Be Informed

Be Informed

According to the UN Palermo Protocol, trafficking in persons is defined as “the recruitment, transportation, transfer, harboring or receipt of persons, by means of a threat or use of force or other forms of coercion, of abduction, of fraud, of deception, of the abuse of power or of a position of vulnerability or of the giving and receiving of payments or benefits to achieve the consent of a person having control over another person, for the purpose of exploitation. Exploitation shall include, at a minimum, the exploitation of the prostitution of others or other forms of sexual exploitation, forced labor or services, slavery or practices similar to slavery, servitude or the removal of organs.”

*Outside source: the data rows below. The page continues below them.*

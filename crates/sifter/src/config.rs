//! File-based settings.
//!
//! Every field is optional; an empty `{}` file reproduces the stock behavior.
//!
//! ```json
//! {
//!   "provider_order": ["bing", "yahoo"],
//!   "query_templates": { "first_last_phone": "{first} {last} realtor email" },
//!   "timeout_overrides": { "google": 20 },
//!   "debug_dump": "search_result_debug.html",
//!   "include_provider_column": true,
//!   "delay_between_providers_ms": 500
//! }
//! ```

use std::fs::File;
use std::io::BufReader;
use std::path::{Path, PathBuf};
use std::time::Duration;

use indexmap::IndexMap;
use serde::{Deserialize, Serialize};

use crate::error::{Result, SifterError};
use crate::input::{InputSchema, RowWindow};
use crate::provider::{DEFAULT_FALLBACK_ORDER, ProviderOrder, ProviderRegistry};
use crate::run::RunConfig;

/// Query template overrides per input schema.
#[derive(Debug, Clone, Default, PartialEq, Eq, Serialize, Deserialize)]
#[serde(default)]
pub struct QueryTemplates {
    pub name_phone: Option<String>,
    pub first_last_phone: Option<String>,
}

impl QueryTemplates {
    pub fn get(&self, schema: InputSchema) -> Option<&str> {
        match schema {
            InputSchema::NamePhone => self.name_phone.as_deref(),
            InputSchema::FirstLastPhone => self.first_last_phone.as_deref(),
        }
    }
}

#[derive(Debug, Clone, Default, PartialEq, Eq, Serialize, Deserialize)]
#[serde(default)]
pub struct SifterConfig {
    /// Fallback order; the chosen primary is still moved to the front.
    pub provider_order: Option<Vec<String>>,
    pub query_templates: QueryTemplates,
    /// Per-provider request timeout, in seconds.
    pub timeout_overrides: IndexMap<String, u64>,
    pub debug_dump: Option<PathBuf>,
    pub include_provider_column: bool,
    pub delay_between_providers_ms: u64,
}

impl SifterConfig {
    pub fn load(path: impl AsRef<Path>) -> Result<Self> {
        let path = path.as_ref();
        let file = File::open(path).map_err(|source| SifterError::Io {
            path: path.to_path_buf(),
            source,
        })?;
        let config: SifterConfig = serde_json::from_reader(BufReader::new(file))?;
        config.check()?;
        Ok(config)
    }

    pub fn from_json(json: &str) -> Result<Self> {
        let config: SifterConfig = serde_json::from_str(json)?;
        config.check()?;
        Ok(config)
    }

    fn check(&self) -> Result<()> {
        if let Some(id) = self
            .timeout_overrides
            .iter()
            .find_map(|(id, secs)| (*secs == 0).then_some(id))
        {
            return Err(SifterError::Config(format!(
                "Timeout override for '{}' must be at least one second",
                id
            )));
        }
        Ok(())
    }

    /// Built-in registry with timeout overrides applied.
    pub fn registry(&self) -> Result<ProviderRegistry> {
        ProviderRegistry::builtin().with_timeouts(
            self.timeout_overrides
                .iter()
                .map(|(id, secs)| (id.as_str(), Duration::from_secs(*secs))),
        )
    }

    /// Configured (or stock) fallback order with `primary` in front.
    pub fn provider_order(&self, primary: &str) -> ProviderOrder {
        match &self.provider_order {
            Some(ids) => ProviderOrder::new(ids.iter().map(|id| id.to_lowercase()), Some(primary)),
            None => ProviderOrder::new(DEFAULT_FALLBACK_ORDER.iter().copied(), Some(primary)),
        }
    }

    pub fn provider_delay(&self) -> Duration {
        Duration::from_millis(self.delay_between_providers_ms)
    }

    /// Run settings from this file; callers override fields from flags.
    pub fn run_config(
        &self,
        input: impl Into<PathBuf>,
        output: impl Into<PathBuf>,
        schema: InputSchema,
        window: RowWindow,
        primary: &str,
    ) -> Result<RunConfig> {
        let mut config = RunConfig::new(input, output);
        config.schema = schema;
        config.window = window;
        config.order = self.provider_order(primary);
        config.query_template = self.query_templates.get(schema).map(str::to_string);
        config.debug_dump = self.debug_dump.clone();
        config.include_provider = self.include_provider_column;
        config.provider_delay = self.provider_delay();
        config.registry = self.registry()?;
        Ok(config)
    }
}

Who are Trafficked Persons? They may be:

  • Men, women and children
  • Of varying ages
  • Of varying levels of education
  • Any race or ethnicity
  • Voluntary migrants escaping poverty, gender-based discrimination or political persecution, who become enslaved
  • Individuals seeking better employment and livelihood opportunities who are then tricked into slavery
  • Persons abducted involuntarily and held against their will through force, fraud or deception

Who are the Traffickers? They may be:

  • Organized crime
  • Neighbors, friends, family members, village chiefs, returnees
  • Agricultural operators
  • Owners of small or medium-sized businesses
  • Pimps and brothel owners
  • Independent operators
  • Domestic servants working for diplomatic families
  • Police, government authorities, military

Who are the Facilitators? They may be:

  • Landlords
  • Hotels and Motels
  • Transportation companies
  • Taxis and other driving services
  • Advertisers such as online websites, phone books, newspapers
  • Banks and financial services corporations

What tactics do Traffickers use to intimidate victims?

  • Victims are often forced through physical violence
  • Rape and other sexual abuse, torture, starvation, imprisonment, threats, psychological abuse, coercion or drug abuse.
  • Threats to their victims that physical harm may occur to them or their families should the victim escape or attempt to escape

What factors lead to Trafficking?

  • Abuse and Neglect, family disintegration
  • Pressure from population increases in the developing world that lead to extreme poverty and desperation
  • Rapid advances in internet and communication technology making information easily accessible to predators and traffickers worldwide
  • Huge growth in networks of stateless illicit traders working “underground”
  • Corruption among government officials and law enforcement

Traffickers target women, girls and men who are increasingly affected by poverty, lack of access to education, unemployment, discrimination, and lack of economic opportunities in countries of origin. a. Within the United States, abuse and neglect are common factors leading to trafficking and traffickers prey on runaway and “throwaway” youth. The trafficker who is most likely a trusted individual lures them with promises of a better life with decent working conditions and a healthy environment.